Гурченко входила в телевизионный павильон, как в пятидесятые, в свою юность. Была другой, совсем другой. Нежной, воздушной, невероятно молодой. Она боялась в себе это расплескать и в перерыве между съемками все равно говорила тихо и нежно, и было это так поразительно, что хотелось спросить: как вы себя чувствуете? Такую хрупкость она несла в себе.
Ретро-стиль поддерживали и режиссер с оператором. Снимали лунный профиль на контражуре – как в романтическом кино тех лет. Евгений Гинзбург в этой работе доверился актрисе полностью, да и нельзя было иначе: она тут автор, это ее фильм.

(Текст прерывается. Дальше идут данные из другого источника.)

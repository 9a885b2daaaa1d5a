//! 影子对局与自动出牌

mod logger;
mod state;

pub use logger::GameLogger;
pub use state::{ClientError, ClientGame, ClientPhase};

Но «воскресить время» – еще не вся задача. Гурченко хотела в песнях сыграть судьбу. Путь от надежды к разочарованиям, первым ударам, новым надеждам, к отчаянию, к ожесточению, к мудрости. Мы встречали лирическую героиню фильма беззаботно порхающей вдоль садовых скамеек «в этом белом платьице…». Потом каскад песен сменялся длинными музыкальными интерлюдиями-размышлениями. Героиня взрослела. Старела. Сурово разглядывала себя в зеркальце. Потом сбрасывала с себя эту липкую хандру, как наваждение: «Когда проходит молодость, еще сильнее любится!»
Фильм был не только о любви, но и о том, как тянутся люди друг к другу, как они друг другу нужны и как это, в сущности, трагично – быть в одиночестве…

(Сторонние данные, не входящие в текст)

//! 对局编排
//!
//! 每个 [`Match`] 持有一个权威对局和固定数量的座位。客户端请求的命令
//! 先在权威对局上执行，成功后原样广播给所有在线座位，由客户端重放。

use std::sync::Arc;

use rand::Rng;
use tokio::sync::mpsc;
use tracing::{debug, error, info, trace, warn};

use protocol::{
    ChannelListener, Command, CommandError, CommandExecutor, CommandListener, Executable, Game,
    GameConfig, GameError, GameEvent, GameRole, GameSnapshot, GameStateType, Message, UserId,
};

use crate::server::PendingMessages;

/// 对局 ID
pub type MatchId = u64;

/// 记录命令执行结果
struct CommandLogger {
    match_id: MatchId,
}

impl CommandListener for CommandLogger {
    fn on_command_executed(&mut self, command: &Command) {
        debug!("对局 {} 执行命令 {:?}", self.match_id, command.command_type());
    }

    fn on_command_failed(&mut self, command: &Command, reason: &CommandError) {
        if reason.is_fatal() {
            error!(
                "对局 {} 命令 {:?} 失步: {}",
                self.match_id,
                command.command_type(),
                reason
            );
        } else {
            warn!(
                "对局 {} 拒绝命令 {:?}: {}",
                self.match_id,
                command.command_type(),
                reason
            );
        }
    }
}

/// 对局
pub struct Match {
    id: MatchId,
    game: Game,
    events: mpsc::UnboundedReceiver<GameEvent>,
    executor: CommandExecutor,
    /// 座位，下标与对局中的玩家顺序一致；`None` 表示该玩家已离开
    slots: Vec<Option<UserId>>,
    /// 终局快照
    result: Option<GameSnapshot>,
}

impl Match {
    /// 创建对局，玩家按座位顺序加入
    pub fn new(id: MatchId, config: Arc<GameConfig>, players: &[UserId]) -> Result<Self, GameError> {
        let (listener, events) = ChannelListener::new();
        let mut game = Game::new(config, GameRole::Master, listener);
        for &user_id in players {
            game.add_player(user_id)?;
        }

        Ok(Self {
            id,
            game,
            events,
            executor: CommandExecutor::new(CommandLogger { match_id: id }),
            slots: players.iter().copied().map(Some).collect(),
            result: None,
        })
    }

    pub fn id(&self) -> MatchId {
        self.id
    }

    pub fn game(&self) -> &Game {
        &self.game
    }

    /// 仍在线的玩家
    pub fn members(&self) -> impl Iterator<Item = UserId> + '_ {
        self.slots.iter().flatten().copied()
    }

    /// 对局是否已结束
    pub fn is_finished(&self) -> bool {
        self.result.is_some()
    }

    /// 所有玩家都已离开
    pub fn is_abandoned(&self) -> bool {
        self.slots.iter().all(Option::is_none)
    }

    /// 终局快照
    pub fn result(&self) -> Option<&GameSnapshot> {
        self.result.as_ref()
    }

    /// 开始对局：先广播完整快照，再开始第一回合
    pub fn start(&mut self, pending: &mut PendingMessages) -> Result<(), GameError> {
        self.start_with_rng(&mut rand::thread_rng(), pending)
    }

    pub fn start_with_rng<R: Rng + ?Sized>(
        &mut self,
        rng: &mut R,
        pending: &mut PendingMessages,
    ) -> Result<(), GameError> {
        self.game.start_with_rng(rng)?;
        // 开局事件不需要转发
        while self.events.try_recv().is_ok() {}

        info!("对局 {} 开始，玩家: {:?}", self.id, self.slots);
        self.broadcast(
            pending,
            Message::GameData {
                snapshot: self.game.snapshot(),
            },
        );

        self.game.begin_turn()?;
        self.process_events(pending);
        Ok(())
    }

    /// 以玩家身份执行命令，成功后广播给所有在线玩家
    pub fn execute_command(
        &mut self,
        user_id: UserId,
        command: Command,
        pending: &mut PendingMessages,
    ) -> Result<(), CommandError> {
        if self.is_finished() {
            return Err(GameError::GameOver.into());
        }

        self.executor.execute(&mut self.game, user_id, &command)?;
        self.broadcast(pending, Message::GameCommand { command });
        self.process_events(pending);
        Ok(())
    }

    /// 玩家离开
    ///
    /// 如果轮到离线玩家行动，由服务端代为放置板块并跳过米宝放置，
    /// 直到轮到在线玩家或者对局结束。
    pub fn remove_player(&mut self, user_id: UserId, pending: &mut PendingMessages) {
        for slot in &mut self.slots {
            if *slot == Some(user_id) {
                *slot = None;
            }
        }

        if !self.game.is_started() || self.is_finished() {
            return;
        }
        if self.is_abandoned() {
            info!("对局 {} 所有玩家都已离开", self.id);
            return;
        }

        while !self.is_finished() && !self.is_abandoned() && self.turn_holder_is_offline() {
            if let Err(e) = self.autoplay_turn(pending) {
                error!("对局 {} 自动行动失败: {}", self.id, e);
                break;
            }
        }
    }

    fn turn_holder_is_offline(&self) -> bool {
        let index = self.game.turn().player_index;
        matches!(self.slots.get(index), Some(None))
    }

    /// 替离线的回合玩家完成本回合
    fn autoplay_turn(&mut self, pending: &mut PendingMessages) -> Result<(), CommandError> {
        let holder = self
            .game
            .turn_executor()
            .map(|p| p.id)
            .ok_or_else(|| GameError::Desync("turn points at no player".to_string()))?;

        if self.game.state() == GameStateType::PlaceTile {
            let tile = self.game.turn().tile_drawn.ok_or(CommandError::NoTileDrawn)?;
            let (position, rotation) = self.game.board().first_free_place(&tile).ok_or_else(|| {
                GameError::Desync(format!("drawn tile {} has no free place", tile.config_index))
            })?;

            info!(
                "玩家 {} 已离开对局 {}，板块放置在 {}",
                holder, self.id, position
            );
            self.execute_command(holder, Command::place_tile(position, rotation), pending)?;
        }

        if self.game.state() == GameStateType::PlaceMeeple {
            self.execute_command(holder, Command::skip_meeple(), pending)?;
        }
        Ok(())
    }

    /// 处理命令执行期间产生的对局事件
    fn process_events(&mut self, pending: &mut PendingMessages) {
        while let Ok(event) = self.events.try_recv() {
            match event {
                GameEvent::TurnStarted { player, tile } => {
                    debug!("对局 {} 玩家 {} 回合开始", self.id, player);
                    // 只公布板块在配置表中的索引
                    self.broadcast(
                        pending,
                        Message::GameCommand {
                            command: Command::master_turn_started(tile.config_index),
                        },
                    );
                }
                GameEvent::TileDiscarded { tile } => {
                    debug!("对局 {} 丢弃无处可放的板块 {}", self.id, tile.config_index);
                }
                GameEvent::GameOver => self.on_game_over(pending),
                other => trace!("对局 {} 事件: {:?}", self.id, other),
            }
        }
    }

    fn on_game_over(&mut self, pending: &mut PendingMessages) {
        let snapshot = self.game.snapshot();
        info!("对局 {} 结束", self.id);
        self.broadcast(
            pending,
            Message::GameResult {
                snapshot: snapshot.clone(),
            },
        );
        self.result = Some(snapshot);
    }

    fn broadcast(&self, pending: &mut PendingMessages, message: Message) {
        for user_id in self.members() {
            pending.send(user_id, message.clone());
        }
    }
}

Видеофильму не хватило строгости – критического режиссерского глаза, который чуть обуздал бы эту стихию. Гурченко это понимала:
– Чем больше работаю в кино, тем яснее понимаю, как мне нужен режиссер – такой, чтобы точно знал, чего он хочет добиться, и твердо шел к намеченной цели…
Еще один «Расёмон»
Сейчас труднее, чем в молодости. Тогда казалось: все сыграю, все могу, все – с налету! А теперь трудно вхожу в роль, будто впервые в жизни. И знаете… такое странное чувство неловкости: вот ведь режиссер пригласил, он уверен, что я не подведу. А я боюсь посмотреть ему в глаза, чувствую какую-то беспомощность и пустоту.
С таким чувством она ехала к Владимиру Меньшову на съемки комедии «Любовь и голуби». Как всегда в кино, снимали сразу с середины: как ее строгая героиня на юге пыталась охмурить непонятливого Василия. И актрисе с места в карьер нужно было впрыгнуть в этот жаркий флирт, в эту безбрежную интимность – с героем актера, с которым даже не была знакома.